High risk of cardiovascular disease in iron overload patients
Article first published online: 3 DEC 2010
© 2010 The Authors. European Journal of Clinical Investigation © 2010 Stichting European Society for Clinical Investigation Journal Foundation
European Journal of Clinical Investigation
Volume 41, Issue 5, pages 479–486, May 2011
How to Cite
Meroño, T., Gómez Rosso, L., Sorroche, P., Boero, L., Arbelbide, J. and Brites, F. (2011), High risk of cardiovascular disease in iron overload patients. European Journal of Clinical Investigation, 41: 479–486. doi: 10.1111/j.1365-2362.2010.02429.x
- Issue published online: 6 APR 2011
- Article first published online: 3 DEC 2010
- Received 7 June 2010; accepted 18 October 2010
Vol. 43, Issue 8, 895, Article first published online: 20 JUL 2013
- cholesteryl ester transfer protein;
- insulin resistance;
- lipoprotein-associated phospholipase A2
Eur J Clin Invest 2011; 41 (5): 479–486
Introduction Iron overload (IO) is defined as an increase in storage iron, regardless of the presence or absence of tissue damage. Whether increased iron stores are involved in the pathogenesis of cardiovascular disease remains controversial.
Objectives To study insulin resistance markers, lipoprotein profile, activities of anti and prooxidant enzymes and cholesteryl ester transfer protein (CETP) in patients with IO.

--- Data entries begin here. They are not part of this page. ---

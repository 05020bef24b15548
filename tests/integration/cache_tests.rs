//! Cache effectiveness integration tests.
//!
//! Tests verify:
//! - Rendered tiles (including EMPTY tiles) are cached, off-grid tiles are not
//! - The cache stays within its configured entry bound
//! - Concurrent requests for one tile all succeed with identical bytes

use std::num::NonZeroUsize;

use axum::http::StatusCode;
use tower::ServiceExt;

use cog_tile_server::TileServiceOptions;

use super::test_utils::{
    body_bytes, body_json, build_router, build_router_with_options, fixture_dir, get,
};

async fn cache_size(router: &axum::Router) -> u64 {
    let response = router.clone().oneshot(get("/health")).await.unwrap();
    body_json(response).await["cache_size"].as_u64().unwrap()
}

#[tokio::test]
async fn test_rendered_and_empty_tiles_are_cached() {
    let dir = fixture_dir();
    let router = build_router(&dir);

    assert_eq!(cache_size(&router).await, 0);

    for uri in ["/tiles/ortho/5/10/10.png", "/tiles/ortho/5/0/0.png"] {
        let response = router.clone().oneshot(get(uri)).await.unwrap();
        assert_eq!(response.status(), StatusCode::OK);
        assert_eq!(response.headers().get("x-cache").unwrap(), "MISS");
    }
    assert_eq!(cache_size(&router).await, 2);

    // EMPTY tiles are served from the cache on repeat
    let response = router
        .clone()
        .oneshot(get("/tiles/ortho/5/0/0.png"))
        .await
        .unwrap();
    assert_eq!(response.headers().get("x-cache").unwrap(), "HIT");
    assert_eq!(cache_size(&router).await, 2);
}

#[tokio::test]
async fn test_errors_are_not_cached() {
    let dir = fixture_dir();
    let router = build_router(&dir);

    for uri in [
        "/tiles/nowhere/5/10/10.png",
        "/tiles/ghost/5/10/10.png",
        "/tiles/ortho/31/0/0.png",
    ] {
        let response = router.clone().oneshot(get(uri)).await.unwrap();
        assert_ne!(response.status(), StatusCode::OK, "{}", uri);
    }

    assert_eq!(cache_size(&router).await, 0);
}

#[tokio::test]
async fn test_off_grid_tiles_are_not_cached() {
    let dir = fixture_dir();
    let router = build_router(&dir);

    for uri in ["/tiles/ortho/1/5/5.png", "/tiles/ortho/5/-1/0.png"] {
        for _ in 0..2 {
            let response = router.clone().oneshot(get(uri)).await.unwrap();
            assert_eq!(response.status(), StatusCode::OK, "{}", uri);
            assert_eq!(response.headers().get("x-cache").unwrap(), "MISS");
        }
    }

    assert_eq!(cache_size(&router).await, 0);
}

#[tokio::test]
async fn test_cache_is_bounded() {
    let dir = fixture_dir();
    let options = TileServiceOptions {
        cache_tiles: NonZeroUsize::new(2).unwrap(),
        ..TileServiceOptions::default()
    };
    let router = build_router_with_options(&dir, options);

    for x in 0..5 {
        let uri = format!("/tiles/ortho/3/{}/0.png", x);
        let response = router.clone().oneshot(get(&uri)).await.unwrap();
        assert_eq!(response.status(), StatusCode::OK);
    }
    assert_eq!(cache_size(&router).await, 2);

    // The oldest entry was evicted and renders again
    let response = router
        .clone()
        .oneshot(get("/tiles/ortho/3/0/0.png"))
        .await
        .unwrap();
    assert_eq!(response.headers().get("x-cache").unwrap(), "MISS");

    // The most recent one survived
    let response = router
        .clone()
        .oneshot(get("/tiles/ortho/3/4/0.png"))
        .await
        .unwrap();
    assert_eq!(response.headers().get("x-cache").unwrap(), "HIT");
}

#[tokio::test]
async fn test_concurrent_requests_same_tile() {
    let dir = fixture_dir();
    let router = build_router(&dir);

    let handles: Vec<_> = (0..8)
        .map(|_| {
            let router = router.clone();
            tokio::spawn(async move {
                let response = router
                    .oneshot(get("/tiles/ortho/5/10/10.png"))
                    .await
                    .unwrap();
                assert_eq!(response.status(), StatusCode::OK);
                body_bytes(response).await
            })
        })
        .collect();

    let mut bodies = Vec::new();
    for handle in handles {
        bodies.push(handle.await.unwrap());
    }

    assert!(bodies.windows(2).all(|pair| pair[0] == pair[1]));
    assert_eq!(cache_size(&router).await, 1);
}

Methods Twenty male patients with IO were compared with 20 sex- and age-matched controls. General biochemical parameters, lipoprotein profile, and activities of paraoxonase 1, employing two substrates, paraoxon (PON) and phenylacetate (ARE), lipoprotein-associated phospholipase A2 (Lp-PLA2) and CETP were determined.
Results IO patients showed higher levels of HOMA-IR and triglycerides [median (Q1–Q3)] [128 (93–193) vs. 79(51–91) mg dL−1, P < 0·0005] while lower high-density lipoprotein (HDL) cholesterol (mean ± SD) (41 ± 9 vs. 52 ± 10 mg dL−1, P < 0·0005) in comparison with controls. Moreover, the triglycerides/HDL-cholesterol [3·2 (2·0–5·1) vs. 1·5 (1·0–1·9), P < 0·0005] ratio and oxidized low-density lipoprotein levels [94 (64–103) vs. 68 (59–70) IU L−1, P < 0·05] were increased in the patient group. Although no difference was observed in ARE activity, PON activity was decreased in IO patients [246 (127–410) vs. 428 (263–516) nmol mL−1 min−1, P < 0·05]. In addition, CETP and Lp-PLA2 activities were also increased in the patients (189 ± 31 vs. 155 ± 36% ml−1 h−1, P < 0·005; and 10·1 ± 2·9 vs. 8·2 ± 2·4 μmol mL−1 h−1, P < 0·05, respectively). Associations between ferritin concentration and the alterations in lipid metabolism were also found. Multiple regression analyses identified HOMA-IR as independent predictor of CETP activity (B = 65·9, P < 0·0001, r2 = 0·35), as well as ferritin concentration of Lp-PLA2 activity (B = 3·7, P < 0·0001, r2 = 0·40) after adjusting for confounding variables.
Conclusions IO patients presented not only insulin resistance but also metabolic alterations that were related to elevated iron stores and are associated with high risk of cardiovascular disease.